Couleurs vives
C’est de se regarder , probablement, qui entraîne à voir les choses d’une autre manière, d’un autre point de vue. Où en est-on ? Il y a là plusieurs centaines d’êtres humains; ils attendent, ils sont dehors, c’est en bas des Champs Elysées, il y a là, à vingt mètres, un commissariat de police, cinquante de plus un théâtre et cinquante encore, l’avenue. Des heures d’attente : pour quoi faire ? Voir des oeuvres accrochées sur des murs gris ou bleus.
Ici la place du Palais Royal, par Camille Pissarro : d’où parle-t-il ? Des loges, ou des bureaux de la Comédie Française. Qui peut donc se trouver dans ces lieux ? Le peintre, certes, mais qui d’autre ? Il faut noter la qualité des cadres de ces trois oeuvres, la comparer avec celle des oeuvres d’Edward Hopper)… Il y avait là aussi deux (ou peut-être plus) tableaux d’Edgar Degas. L’un d’un bureau du coton, à la Nouvelle Orléans
(et la même question, qui pour se trouver là, à ce moment-là ?) et l’autre de la série de fauteuils de l’orchestre. et la scène, « le ballet de Robert le Diable ».
Des influences, nous dit-on. Oui, vient-on pour regarder et découvrir des influences ? D’où se place-t-on ? De quoi parle-t-on ? Un peintre, américain (étazunien), qui passa quelques temps en France (il faut, pour que cette présentation ait quelque quotidienneté, qu’elle ait quelque chose à voir avec la France), tout en peignant, tachant de se faire reconnaître pour ses actes de peinture, mais aussi beaucoup la gravure
mais n’y parvenant que peu, mal, allant vers l’illustration. Cette gravure de bateau
(à laquelle tout à l’heure répondra une peinture), où se place donc le peintre (le graveur, l’artiste), sur un autre bateau, ou dans ce train presque vide ? J’aime savoir que les peintres, ou les auteurs, ne sont jamais que des fantômes (ils n’y étaient pas plus que les fantômes ne se trouvent à présent dans le cadre- ou au moins autant).
Il y avait tant de personnes pour admirer les toiles que la question de savoir pourquoi toutes, tout à coup, se retrouvent là, admirent, dissertent (tous ces mots, ces regards, ces attentions laissées et perdues dans ces salles) puis continuent, écoutent ce que dit le petit guide portatif et électronique, toutes ici regardées
filmées entendues, radar et téléphone
des toiles aux couleurs vives mais si désaffectées
si vides d’âmes, d’humanité, accrochées mais écorchées, alors que dehors on attend encore, que les réservations sont closes qu’on ouvrira toute la nuit, à la fin du mois ou est-ce au début du suivant, des couleurs, des bateaux
certes, des locomotives et des voies de chemin de fer, des sémaphores et des maisons, des lignes, des rues, et des couleurs qui elles vivent…

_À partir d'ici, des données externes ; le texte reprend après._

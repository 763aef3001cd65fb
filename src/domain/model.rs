use crate::core::selector::Question;
use serde::{Deserialize, Serialize};
use std::path::PathBuf;

/// Identity posted to the generate webhook endpoint.
#[derive(Debug, Clone, PartialEq, Eq, Serialize, Deserialize)]
pub struct Registration {
    pub name: String,
    #[serde(rename = "regNo")]
    pub reg_no: String,
    pub email: String,
}

/// Where and how to submit the answer, as handed back by the generate call.
#[derive(Debug, Clone, Default, PartialEq, Eq)]
pub struct WebhookGrant {
    pub webhook_url: Option<String>,
    pub access_token: Option<String>,
}

impl WebhookGrant {
    /// Both halves are needed before anything can be submitted.
    pub fn complete(&self) -> Option<(&str, &str)> {
        match (self.webhook_url.as_deref(), self.access_token.as_deref()) {
            (Some(url), Some(token)) => Some((url, token)),
            _ => None,
        }
    }
}

#[derive(Debug, Clone, PartialEq, Eq, Serialize, Deserialize)]
pub struct FinalQueryRequest {
    #[serde(rename = "finalQuery")]
    pub final_query: String,
}

/// Raw transport result; interpreting the status is left to the caller.
#[derive(Debug, Clone, PartialEq, Eq)]
pub struct GatewayResponse {
    pub status: u16,
    pub body: String,
}

#[derive(Debug, Clone, PartialEq, Eq)]
pub struct Submission {
    pub status: u16,
    pub body: String,
}

#[derive(Debug, Clone)]
pub struct FlowReport {
    pub selector: u32,
    pub question: Question,
    pub written: Vec<PathBuf>,
    /// `None` when the grant lacked a webhook URL or access token.
    pub submission: Option<Submission>,
}

#[cfg(test)]
mod tests {
    use super::*;

    #[test]
    fn test_registration_uses_wire_names() {
        let registration = Registration {
            name: "Jane Doe".to_string(),
            reg_no: "REG12347".to_string(),
            email: "jane@example.com".to_string(),
        };
        let json = serde_json::to_value(&registration).unwrap();
        assert_eq!(
            json,
            serde_json::json!({
                "name": "Jane Doe",
                "regNo": "REG12347",
                "email": "jane@example.com"
            })
        );
    }

    #[test]
    fn test_final_query_request_field_name() {
        let request = FinalQueryRequest {
            final_query: "SELECT 1;".to_string(),
        };
        let json = serde_json::to_value(&request).unwrap();
        assert_eq!(json, serde_json::json!({ "finalQuery": "SELECT 1;" }));
    }

    #[test]
    fn test_grant_complete_requires_both_fields() {
        let mut grant = WebhookGrant {
            webhook_url: Some("https://hooks.example.com/abc".to_string()),
            access_token: None,
        };
        assert!(grant.complete().is_none());

        grant.access_token = Some("tok".to_string());
        assert_eq!(
            grant.complete(),
            Some(("https://hooks.example.com/abc", "tok"))
        );
    }
}
use crate::core::Storage;
use crate::utils::error::Result;
use std::path::PathBuf;

#[derive(Debug, Clone)]
pub struct LocalStorage {
    base_path: PathBuf,
}

impl LocalStorage {
    pub fn new(base_path: impl Into<PathBuf>) -> Self {
        Self {
            base_path: base_path.into(),
        }
    }
}

impl Storage for LocalStorage {
    async fn write_file(&self, path: &str, data: &[u8]) -> Result<PathBuf> {
        let full_path = self.base_path.join(path);

        if let Some(parent) = full_path.parent() {
            tokio::fs::create_dir_all(parent).await?;
        }

        tokio::fs::write(&full_path, data).await?;
        Ok(full_path)
    }
}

Regarder et parcourir ces salles
tableaux à hauteur de regard (quel regard ?), quelques films projetés sur des écrans de quatre mètres sur cinq, bord cadre sur le sol couvert de linoléum, des dizaines de milliers de personnes pour venir louer des couleurs, des apparitions, une femme presque nue entre sur scène-, une autre en chemise sur son lit regarde le soleil, une autre dort, de dos, en travers d’un lit tandis qu’un homme a posé son livre ouvert, et est assis là, des toiles des oeuvres, des peintures, des images qui ressemblent à des photos où personne ne se touche et très peu se regardent…
Et cette dernière toile où deux comédiens viennent saluer, sans doute, et la main dans la main…
Vendredi dernier, je crois bien, en sortant des ouvriers, dans le froid du bas de l’avenue, dans la neige qui allait poindre (on ne le savait pas encore), dans le vent coupant, enlevaient des arbres les décorations de Noël
un froid de gueux, au coeur comme un vide et le soir, passant devant le chantier de la Bataille
une photographie, vide, qu’on retourne
et qui elle aussi ne raconte pas d’histoire. Il fait froid sur la ville comme il fait si froid au coeur du peintre…
comme il fait si froid pour moi devant les toiles du peintre (mais n’ose le dire, d’autant que je ne les ai jamais vues « qu’en faux » et que manque la sensualité qui peut éventuellement venir de la peinture elle même)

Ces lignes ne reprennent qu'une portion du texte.